Дневник
Шрифт:
30 апр. Устал вчера за день и не отдохнул за ночь. Утром у Фрида. Он попрежнему сияет. Рассказы о пробах актрис. Письмо Быстрицкой. Мосфильм не дает костюмов из «Войны и мир», так как только в июне будут снимать пожар Москвы. И т. п.

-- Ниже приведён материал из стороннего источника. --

//! Currency conversion abstractions

use anyhow::Result;
use async_trait::async_trait;
use tracing::{debug, warn};

#[async_trait]
pub trait CurrencyRateProvider: Send + Sync {
    async fn get_rate(&self, from: &str, to: &str) -> Result<f64>;
}

/// Converts an amount quoted in the source currency into the display currency.
///
/// `rate` must be finite and positive; use [`resolve_rate`] to obtain one.
pub fn convert(amount: f64, rate: f64) -> f64 {
    (amount * rate).round()
}

/// Returns `rate` when it can be used for conversion.
pub fn usable_rate(rate: f64) -> Option<f64> {
    (rate.is_finite() && rate > 0.0).then_some(rate)
}

/// Fetches the live `from -> to` rate, substituting `fallback` when the fetch
/// fails or yields something that is not a positive number.
///
/// Rates are never cached: every call goes to the provider.
pub async fn resolve_rate(
    provider: &dyn CurrencyRateProvider,
    from: &str,
    to: &str,
    fallback: f64,
) -> f64 {
    if from.eq_ignore_ascii_case(to) {
        return 1.0;
    }

    match provider.get_rate(from, to).await {
        Ok(rate) => match usable_rate(rate) {
            Some(rate) => {
                debug!("Resolved rate 1 {from} = {rate} {to}");
                rate
            }
            None => {
                warn!("Unusable rate {rate} for {from}->{to}, using fallback {fallback}");
                fallback
            }
        },
        Err(e) => {
            warn!("Rate fetch for {from}->{to} failed ({e}), using fallback {fallback}");
            fallback
        }
    }
}
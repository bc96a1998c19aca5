//! Single-feature linear regression trained by gradient descent.
//!
//! The model maps a position `x` to a value `y` with `y = w * x + b`. Inputs
//! and targets are standardised before training so a fixed learning rate
//! works regardless of the price scale; predictions are mapped back to the
//! original scale.
use rand::Rng;
use rand::seq::SliceRandom;

pub const BATCH_SIZE: usize = 32;

/// Updates parameters in place from their gradients.
pub trait Optimizer: Send {
    fn step(&mut self, params: &mut [f64], grads: &[f64]);
}

/// Adam with the usual defaults for the moment decay rates.
#[derive(Debug, Clone)]
pub struct Adam {
    learning_rate: f64,
    beta1: f64,
    beta2: f64,
    epsilon: f64,
    m: Vec<f64>,
    v: Vec<f64>,
    t: i32,
}

impl Adam {
    pub fn new(learning_rate: f64) -> Self {
        Self {
            learning_rate,
            beta1: 0.9,
            beta2: 0.999,
            epsilon: 1e-8,
            m: Vec::new(),
            v: Vec::new(),
            t: 0,
        }
    }
}

impl Optimizer for Adam {
    fn step(&mut self, params: &mut [f64], grads: &[f64]) {
        if self.m.len() != params.len() {
            self.m = vec![0.0; params.len()];
            self.v = vec![0.0; params.len()];
        }
        self.t += 1;
        let bias1 = 1.0 - self.beta1.powi(self.t);
        let bias2 = 1.0 - self.beta2.powi(self.t);

        for (i, (param, grad)) in params.iter_mut().zip(grads).enumerate() {
            self.m[i] = self.beta1 * self.m[i] + (1.0 - self.beta1) * grad;
            self.v[i] = self.beta2 * self.v[i] + (1.0 - self.beta2) * grad * grad;
            let m_hat = self.m[i] / bias1;
            let v_hat = self.v[i] / bias2;
            *param -= self.learning_rate * m_hat / (v_hat.sqrt() + self.epsilon);
        }
    }
}

/// Mean and standard deviation used to standardise one variable.
#[derive(Debug, Clone, Copy)]
struct Scale {
    mean: f64,
    std: f64,
}

impl Scale {
    fn of(values: &[f64]) -> Self {
        let n = values.len().max(1) as f64;
        let mean = values.iter().sum::<f64>() / n;
        let var = values.iter().map(|v| (v - mean).powi(2)).sum::<f64>() / n;
        let std = var.sqrt();
        Self {
            mean,
            std: if std > f64::EPSILON { std } else { 1.0 },
        }
    }

    fn apply(&self, v: f64) -> f64 {
        (v - self.mean) / self.std
    }

    fn invert(&self, v: f64) -> f64 {
        v * self.std + self.mean
    }
}

pub struct LinearRegression<O: Optimizer> {
    weight: f64,
    bias: f64,
    optimizer: O,
    xs: Vec<f64>,
    ys: Vec<f64>,
    x_scale: Scale,
    y_scale: Scale,
    order: Vec<usize>,
}

impl<O: Optimizer> LinearRegression<O> {
    /// Prepares a model for `xs -> ys`. The weight starts at a random value
    /// (Glorot-uniform for a 1x1 kernel), the bias at zero.
    ///
    /// `xs` and `ys` must have the same length.
    pub fn new<R: Rng>(xs: &[f64], ys: &[f64], optimizer: O, rng: &mut R) -> Self {
        debug_assert_eq!(xs.len(), ys.len());
        let x_scale = Scale::of(xs);
        let y_scale = Scale::of(ys);
        let limit = 3f64.sqrt();

        Self {
            weight: rng.gen_range(-limit..limit),
            bias: 0.0,
            optimizer,
            xs: xs.iter().map(|&x| x_scale.apply(x)).collect(),
            ys: ys.iter().map(|&y| y_scale.apply(y)).collect(),
            x_scale,
            y_scale,
            order: (0..xs.len()).collect(),
        }
    }

    /// One pass over the training data in shuffled mini-batches, minimising
    /// mean squared error. Returns the mean loss seen during the pass.
    pub fn train_epoch<R: Rng>(&mut self, rng: &mut R) -> f64 {
        self.order.shuffle(rng);
        let mut total_loss = 0.0;

        for batch in self.order.chunks(BATCH_SIZE) {
            let n = batch.len() as f64;
            let (mut grad_w, mut grad_b) = (0.0, 0.0);
            for &i in batch {
                let err = self.weight * self.xs[i] + self.bias - self.ys[i];
                grad_w += 2.0 * err * self.xs[i];
                grad_b += 2.0 * err;
                total_loss += err * err;
            }

            let mut params = [self.weight, self.bias];
            self.optimizer.step(&mut params, &[grad_w / n, grad_b / n]);
            [self.weight, self.bias] = params;
        }

        total_loss / self.order.len().max(1) as f64
    }

    /// Evaluates the fitted line at each `x`, in the original units.
    pub fn predict(&self, xs: &[f64]) -> Vec<f64> {
        xs.iter()
            .map(|&x| {
                let y = self.weight * self.x_scale.apply(x) + self.bias;
                self.y_scale.invert(y)
            })
            .collect()
    }
}
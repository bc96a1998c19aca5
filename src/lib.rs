pub mod cli;
pub mod core;
pub mod providers;

use crate::core::config::AppConfig;
use crate::providers::CoinGeckoProvider;
use anyhow::Result;
use std::sync::Arc;
use tracing::{debug, info};

pub enum AppCommand {
    /// Keep the asset list live, optionally forecasting one asset
    Watch { forecast: Option<String> },
    /// Forecast a single asset once and exit
    Forecast { asset_id: String },
}

pub fn load_config(config_path: Option<&str>) -> Result<AppConfig> {
    let config = match config_path {
        Some(path) => AppConfig::load_from_path(path)?,
        None => AppConfig::load()?,
    };
    debug!("Loaded config: {config:#?}");
    Ok(config)
}

pub async fn run_command(command: AppCommand, config_path: Option<&str>) -> Result<()> {
    info!("Coinwatch starting...");
    let config = load_config(config_path)?;

    let provider = Arc::new(CoinGeckoProvider::from_config(&config.providers.coingecko)?);

    match command {
        AppCommand::Watch { forecast } => {
            cli::assets::watch(
                provider.clone(),
                provider,
                &config,
                forecast.as_deref(),
            )
            .await
        }
        AppCommand::Forecast { asset_id } => {
            cli::forecast::run(provider.clone(), provider, &config, &asset_id).await
        }
    }
}
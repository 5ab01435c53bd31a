//! # grid_astar
//!
//! Shortest walkable paths between two cells of a uniform grid, using
//! [A*](https://en.wikipedia.org/wiki/A*_search_algorithm) with four-directional unit-cost
//! movement and the [Euclidean distance](https://en.wikipedia.org/wiki/Euclidean_distance) as
//! heuristic. The grid is any rectangular slice of rows whose cells are numbers: zero is blocked,
//! anything else is walkable. The grid is only read, and no state is kept between searches.
//!
//! When no path exists the search returns an empty sequence and sends a single warning to an
//! injected [Reporter]. Malformed input (ragged rows, endpoints outside the grid) is rejected with
//! a [SearchError] before searching.
//!
//! ```
//! use grid_astar::{search, Cell, Severity};
//!
//! let grid = vec![vec![1, 1], vec![0, 1]];
//! let path = search(&grid, Cell::new(0, 0), Cell::new(1, 1), &mut |_: &str, _: Severity| ()).unwrap();
//! assert_eq!(path, vec![Cell::new(0, 0), Cell::new(0, 1), Cell::new(1, 1)]);
//! ```
pub mod astar;
pub mod cancel;
pub mod cell;
pub mod components;
pub mod error;
mod frontier;
pub mod grid;
pub mod path;
pub mod report;

use fxhash::FxBuildHasher;
use indexmap::IndexMap;
use num_traits::Zero;

pub use crate::astar::{Pathfinder, SearchConfig, SearchOutcome};
pub use crate::cancel::CancelToken;
pub use crate::cell::Cell;
pub use crate::components::Components;
pub use crate::error::SearchError;
pub use crate::frontier::FrontierKind;
pub use crate::grid::GridView;
pub use crate::report::{LogReporter, Reporter, Severity, NO_PATH_MESSAGE};

pub(crate) type FxIndexMap<K, V> = IndexMap<K, V, FxBuildHasher>;

/// Computes a shortest path from `start` to `end` with the default [SearchConfig]. Returns the
/// cells from `start` to `end` inclusive, or an empty sequence after reporting
/// [NO_PATH_MESSAGE] at [Severity::Warning] if `end` cannot be reached.
pub fn search<T, R, P>(
    grid: &[R],
    start: Cell,
    end: Cell,
    reporter: &mut P,
) -> Result<Vec<Cell>, SearchError>
where
    T: Zero,
    R: AsRef<[T]>,
    P: Reporter + ?Sized,
{
    Pathfinder::default()
        .find_path(grid, start, end, reporter)
        .map(SearchOutcome::into_path)
}

#[cfg(test)]
mod tests {
    use super::*;

    #[test]
    fn search_returns_empty_and_warns_once() {
        let grid = [[1, 0], [0, 1]];
        let mut reports = Vec::new();
        let path = search(&grid, Cell::new(0, 0), Cell::new(1, 1), &mut |m: &str, s: Severity| {
            reports.push((m.to_owned(), s))
        })
        .unwrap();
        assert!(path.is_empty());
        assert_eq!(reports, vec![(NO_PATH_MESSAGE.to_owned(), Severity::Warning)]);
    }

    #[test]
    fn log_reporter_can_be_injected() {
        let grid = vec![vec![1u16; 4]; 4];
        let path = search(&grid, Cell::new(3, 0), Cell::new(0, 3), &mut LogReporter).unwrap();
        assert_eq!(path.len(), 7);
        assert_eq!(path.first(), Some(&Cell::new(3, 0)));
        assert_eq!(path.last(), Some(&Cell::new(0, 3)));
    }
}
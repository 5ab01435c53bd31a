use criterion::{criterion_group, criterion_main, Criterion};
use grid_astar::{Cell, FrontierKind, GridView, Pathfinder, SearchConfig, Severity};
use rand::{rngs::StdRng, Rng, SeedableRng};
use std::hint::black_box;

/// Random obstacle grid with a fixed seed, plus start/end pairs on walkable cells.
fn random_scenarios(n: usize, density: f64, count: usize) -> (Vec<Vec<u8>>, Vec<(Cell, Cell)>) {
    let mut rng = StdRng::seed_from_u64(0);
    let grid: Vec<Vec<u8>> = (0..n)
        .map(|_| (0..n).map(|_| u8::from(!rng.gen_bool(density))).collect())
        .collect();
    let random_walkable = |rng: &mut StdRng| loop {
        let c = Cell::new(rng.gen_range(0..n) as i32, rng.gen_range(0..n) as i32);
        if grid[c.row as usize][c.col as usize] != 0 {
            break c;
        }
    };
    let scenarios = (0..count)
        .map(|_| (random_walkable(&mut rng), random_walkable(&mut rng)))
        .collect();
    (grid, scenarios)
}

fn frontier_bench(c: &mut Criterion) {
    for n in [32, 128] {
        let (grid, scenarios) = random_scenarios(n, 0.25, 20);
        let view = GridView::new(&grid).unwrap();
        for (kind, kind_str) in [
            (FrontierKind::BinaryHeap, "binary heap"),
            (FrontierKind::LinearScan, "linear scan"),
        ] {
            for precheck in [false, true] {
                let config = SearchConfig::default()
                    .with_frontier(kind)
                    .with_component_precheck(precheck);
                let pathfinder = Pathfinder::new(config);
                let precheck_str = if precheck { " (component precheck)" } else { "" };
                c.bench_function(format!("{n}x{n}, {kind_str}{precheck_str}").as_str(), |b| {
                    b.iter(|| {
                        for (start, end) in &scenarios {
                            let outcome = pathfinder.find_path_in(
                                &view,
                                *start,
                                *end,
                                &mut |_: &str, _: Severity| (),
                            );
                            black_box(outcome.ok());
                        }
                    })
                });
            }
        }
    }
}

criterion_group!(benches, frontier_bench);
criterion_main!(benches);
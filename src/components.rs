use crate::{Cell, GridView};
use log::info;
use num_traits::Zero;
use petgraph::unionfind::UnionFind;

/// Connected components of the walkable cells under four-directional movement. Lets a caller
/// (or the engine, see [SearchConfig::precheck_components](crate::SearchConfig)) rule out a path
/// without flooding the grid.
#[derive(Clone, Debug)]
pub struct Components {
    components: UnionFind<usize>,
    rows: usize,
    cols: usize,
    walkable: Vec<bool>,
}

impl Components {
    /// Links every walkable cell to its walkable right and lower neighbour.
    pub fn generate<T: Zero>(grid: &GridView<'_, T>) -> Components {
        info!(
            "Generating connected components for {}x{} grid",
            grid.rows(),
            grid.cols()
        );
        let mut components = UnionFind::new(grid.len());
        let mut walkable = vec![false; grid.len()];
        for row in 0..grid.rows() as i32 {
            for col in 0..grid.cols() as i32 {
                let cell = Cell::new(row, col);
                if !grid.walkable(cell) {
                    continue;
                }
                let ix = grid.get_ix(cell);
                walkable[ix] = true;
                for n in [Cell::new(row, col + 1), Cell::new(row + 1, col)] {
                    if grid.walkable(n) {
                        components.union(ix, grid.get_ix(n));
                    }
                }
            }
        }
        Components {
            components,
            rows: grid.rows(),
            cols: grid.cols(),
            walkable,
        }
    }

    fn index(&self, cell: Cell) -> Option<usize> {
        let in_bounds = cell.row >= 0
            && cell.col >= 0
            && (cell.row as usize) < self.rows
            && (cell.col as usize) < self.cols;
        in_bounds.then(|| cell.row as usize * self.cols + cell.col as usize)
    }

    /// Component id of a walkable cell.
    pub fn get_component(&self, cell: Cell) -> Option<usize> {
        self.index(cell)
            .filter(|&ix| self.walkable[ix])
            .map(|ix| self.components.find(ix))
    }

    /// True if both cells are walkable and lie in the same component.
    pub fn reachable(&self, start: Cell, goal: Cell) -> bool {
        match (self.get_component(start), self.get_component(goal)) {
            (Some(a), Some(b)) => a == b,
            _ => false,
        }
    }

    pub fn unreachable(&self, start: Cell, goal: Cell) -> bool {
        !self.reachable(start, goal)
    }
}
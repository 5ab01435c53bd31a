use crate::error::{Result, SearchError};
use crate::Cell;
use core::fmt;
use num_traits::Zero;

/// [GridView] is a validated, read-only view over caller-owned rows. A cell value of zero is
/// blocked, any other value is walkable. Construction checks that every row has the same length,
/// so all later lookups can rely on a rectangular `rows() x cols()` shape.
#[derive(Clone, Debug)]
pub struct GridView<'a, T> {
    rows: Vec<&'a [T]>,
    cols: usize,
}

impl<'a, T: Zero> GridView<'a, T> {
    pub fn new<R: AsRef<[T]>>(rows: &'a [R]) -> Result<GridView<'a, T>> {
        let rows: Vec<&'a [T]> = rows.iter().map(|r| r.as_ref()).collect();
        let cols = rows.first().map_or(0, |r| r.len());
        if let Some((row, r)) = rows.iter().enumerate().find(|(_, r)| r.len() != cols) {
            return Err(SearchError::RaggedGrid {
                row,
                expected: cols,
                found: r.len(),
            });
        }
        Ok(GridView { rows, cols })
    }

    pub fn rows(&self) -> usize {
        self.rows.len()
    }

    pub fn cols(&self) -> usize {
        self.cols
    }

    /// Number of cells, walkable or not.
    pub fn len(&self) -> usize {
        self.rows() * self.cols
    }

    pub fn is_empty(&self) -> bool {
        self.len() == 0
    }

    pub fn in_bounds(&self, cell: Cell) -> bool {
        cell.row >= 0
            && cell.col >= 0
            && (cell.row as usize) < self.rows()
            && (cell.col as usize) < self.cols
    }

    /// Out-of-bounds cells are never walkable.
    pub fn walkable(&self, cell: Cell) -> bool {
        self.in_bounds(cell) && !self.rows[cell.row as usize][cell.col as usize].is_zero()
    }

    /// Row-major index of an in-bounds cell.
    pub(crate) fn get_ix(&self, cell: Cell) -> usize {
        cell.row as usize * self.cols + cell.col as usize
    }

    /// Walkable neighbours of `cell` in expansion order.
    pub fn walkable_neighbours(&self, cell: Cell) -> impl Iterator<Item = Cell> {
        cell.neumann_neighborhood()
            .map(|n| self.walkable(n).then_some(n))
            .into_iter()
            .flatten()
    }

    pub(crate) fn check_endpoints(&self, start: Cell, end: Cell) -> Result<()> {
        if !self.in_bounds(start) {
            return Err(SearchError::StartOutOfBounds {
                cell: start,
                rows: self.rows(),
                cols: self.cols,
            });
        }
        if !self.in_bounds(end) {
            return Err(SearchError::EndOutOfBounds {
                cell: end,
                rows: self.rows(),
                cols: self.cols,
            });
        }
        Ok(())
    }
}

impl<T: Zero> fmt::Display for GridView<'_, T> {
    fn fmt(&self, f: &mut fmt::Formatter) -> fmt::Result {
        for row in &self.rows {
            let line: String = row
                .iter()
                .map(|v| if v.is_zero() { '#' } else { '.' })
                .collect();
            writeln!(f, "{}", line)?;
        }
        Ok(())
    }
}
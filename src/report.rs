//! The reporting side-channel. The engine does not print or display anything itself; it hands
//! user-facing messages to an injected [Reporter].

use core::fmt;
use log::Level;

/// Message sent when the open set is exhausted without reaching the end cell.
pub const NO_PATH_MESSAGE: &str = "No valid path found";

#[derive(Clone, Copy, Debug, PartialEq, Eq, Hash, PartialOrd, Ord)]
pub enum Severity {
    Debug,
    Info,
    Warning,
    Error,
}

impl Severity {
    pub fn log_level(self) -> Level {
        match self {
            Severity::Debug => Level::Debug,
            Severity::Info => Level::Info,
            Severity::Warning => Level::Warn,
            Severity::Error => Level::Error,
        }
    }
}

impl fmt::Display for Severity {
    fn fmt(&self, f: &mut fmt::Formatter) -> fmt::Result {
        f.write_str(match self {
            Severity::Debug => "DEBUG",
            Severity::Info => "INFO",
            Severity::Warning => "WARNING",
            Severity::Error => "ERROR",
        })
    }
}

/// Receives user-facing messages from a search. Any `FnMut(&str, Severity)` is a [Reporter].
pub trait Reporter {
    fn display_message(&mut self, message: &str, severity: Severity);
}

impl<F> Reporter for F
where
    F: FnMut(&str, Severity),
{
    fn display_message(&mut self, message: &str, severity: Severity) {
        self(message, severity)
    }
}

/// Forwards messages to the [log] facade at the level matching their [Severity].
#[derive(Clone, Copy, Debug, Default)]
pub struct LogReporter;

impl Reporter for LogReporter {
    fn display_message(&mut self, message: &str, severity: Severity) {
        log::log!(severity.log_level(), "{}", message);
    }
}
//! Open-set implementations. Both hand out indices into the engine's node table, together with
//! the cost the entry was inserted with so that the engine can discard outdated entries.
use crate::FxIndexMap;
use std::cmp::Ordering;
use std::collections::BinaryHeap;

/// Selects how the open set picks the next cell to expand.
#[derive(Clone, Copy, Debug, Default, PartialEq, Eq)]
pub enum FrontierKind {
    /// Binary heap with lazy deletion, `O(log V)` per operation. Among equal f-scores the entry
    /// with the highest g-score wins, remaining ties go to the earliest insertion.
    #[default]
    BinaryHeap,
    /// Linear scan over an insertion-ordered map, `O(V)` per selection. Picks the first minimum
    /// in insertion order. A cell whose score improves keeps its position.
    LinearScan,
}

pub(crate) trait Frontier {
    fn push(&mut self, index: usize, estimated_cost: f64, cost: u32);
    /// Removes the next entry, returning its node index and the cost it was pushed with.
    fn pop(&mut self) -> Option<(usize, u32)>;
    fn len(&self) -> usize;
}

struct SmallestCostHolder {
    estimated_cost: f64,
    cost: u32,
    seq: u64,
    index: usize,
}

impl Eq for SmallestCostHolder {}

impl PartialEq for SmallestCostHolder {
    fn eq(&self, other: &Self) -> bool {
        self.cmp(other) == Ordering::Equal
    }
}

impl PartialOrd for SmallestCostHolder {
    fn partial_cmp(&self, other: &Self) -> Option<Ordering> {
        Some(self.cmp(other))
    }
}

impl Ord for SmallestCostHolder {
    fn cmp(&self, other: &Self) -> Ordering {
        // Reversed on estimated cost so the max-heap pops the smallest f first, then favours
        // the larger cost (deeper node), then the older entry.
        other
            .estimated_cost
            .total_cmp(&self.estimated_cost)
            .then_with(|| self.cost.cmp(&other.cost))
            .then_with(|| other.seq.cmp(&self.seq))
    }
}

#[derive(Default)]
pub(crate) struct HeapFrontier {
    heap: BinaryHeap<SmallestCostHolder>,
    seq: u64,
}

impl Frontier for HeapFrontier {
    fn push(&mut self, index: usize, estimated_cost: f64, cost: u32) {
        self.heap.push(SmallestCostHolder {
            estimated_cost,
            cost,
            seq: self.seq,
            index,
        });
        self.seq += 1;
    }

    fn pop(&mut self) -> Option<(usize, u32)> {
        self.heap.pop().map(|h| (h.index, h.cost))
    }

    fn len(&self) -> usize {
        self.heap.len()
    }
}

/// Each node index appears at most once, so popped entries are never outdated.
#[derive(Default)]
pub(crate) struct ScanFrontier {
    open: FxIndexMap<usize, (f64, u32)>,
}

impl Frontier for ScanFrontier {
    fn push(&mut self, index: usize, estimated_cost: f64, cost: u32) {
        self.open.insert(index, (estimated_cost, cost));
    }

    fn pop(&mut self) -> Option<(usize, u32)> {
        let mut best: Option<(usize, f64)> = None;
        for (pos, (_, &(f, _))) in self.open.iter().enumerate() {
            if best.map_or(true, |(_, best_f)| f < best_f) {
                best = Some((pos, f));
            }
        }
        let (pos, _) = best?;
        self.open
            .shift_remove_index(pos)
            .map(|(index, (_, cost))| (index, cost))
    }

    fn len(&self) -> usize {
        self.open.len()
    }
}

pub(crate) fn new_frontier(kind: FrontierKind) -> Box<dyn Frontier> {
    match kind {
        FrontierKind::BinaryHeap => Box::new(HeapFrontier::default()),
        FrontierKind::LinearScan => Box::new(ScanFrontier::default()),
    }
}

#[cfg(test)]
mod tests {
    use super::*;

    fn drain(frontier: &mut dyn Frontier) -> Vec<usize> {
        std::iter::from_fn(|| frontier.pop().map(|(ix, _)| ix)).collect()
    }

    #[test]
    fn heap_orders_by_estimate_then_cost_then_age() {
        let mut f = HeapFrontier::default();
        f.push(0, 3.0, 1);
        f.push(1, 2.0, 0);
        f.push(2, 2.0, 2);
        f.push(3, 2.0, 2);
        f.push(4, 1.5, 0);
        assert_eq!(f.len(), 5);
        assert_eq!(drain(&mut f), vec![4, 2, 3, 1, 0]);
    }

    #[test]
    fn scan_picks_first_minimum_and_updates_in_place() {
        let mut f = ScanFrontier::default();
        f.push(0, 2.0, 1);
        f.push(1, 1.0, 1);
        f.push(2, 1.0, 1);
        // An improved entry keeps its original position
        f.push(0, 1.0, 0);
        assert_eq!(f.len(), 3);
        assert_eq!(f.pop(), Some((0, 0)));
        f.push(3, 1.0, 2);
        assert_eq!(drain(&mut f), vec![1, 2, 3]);
    }

    #[test]
    fn empty_frontiers_pop_nothing() {
        for kind in [FrontierKind::BinaryHeap, FrontierKind::LinearScan] {
            let mut f = new_frontier(kind);
            assert_eq!(f.len(), 0);
            assert!(f.pop().is_none());
        }
    }
}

Итак, завтра я расстаюсь с этой комнатой, где мне сначала понравилось и где потом оказалось жить так неудобно. Из-за ее сквозняков я прохворал полтора месяца и за зиму сделал меньше, чем мог, т. е. совсем мало сделал. <…>
Не знаю еще, как получилась статья об Олеше. Она слишком близка, не остыла. Так или иначе — это то, что я о нем думаю и думал все время. Не упрощаю ли я его? Но он таков,
Вот, у меня с конца 63-го года написано 13–14 листов о литературе (Пастернак, Олеша, Платонов, Кин [136], о вымысле и истории) но напечатано листа 4 из этого. Это сделано исподволь за 3 с половиной года.
[о том, что пользуется услугами машинистки — Натальи Николаевны]
<…> Мой закадычный друг Е. Сурков[137] сейчас самый главный в кинокомитете (разумеется, после лидеров: его обычная специальность быть «серым кардиналом»). Но м. б. он уйдет к будущему году — ведь он долго нигде не держится.
Сейчас буду укладывать вещи.
5 мая. Пишу это в Загорянке. <…>
Ночевал у Левы. Прочитал пресловутую повесть Катаева «Святой колодец» в верстке. Написано хорошо и чем-то похоже на фильм Феллини.
<…> В новом томе А. Платонова, выпущенном «Моск [овским] рабочим», в предисловии некто Ф. Сучков[138] ссылается дважды на мою статью о писателе.
<…>
Друг Синявского Голомшток [139] приговорен к 6 месяцам условно. Жигулина и Панченко таскали в ЦК из-за письма о взятии на поруки. <…>
Не хочется болтаться в городе, а хочется сидеть и писать.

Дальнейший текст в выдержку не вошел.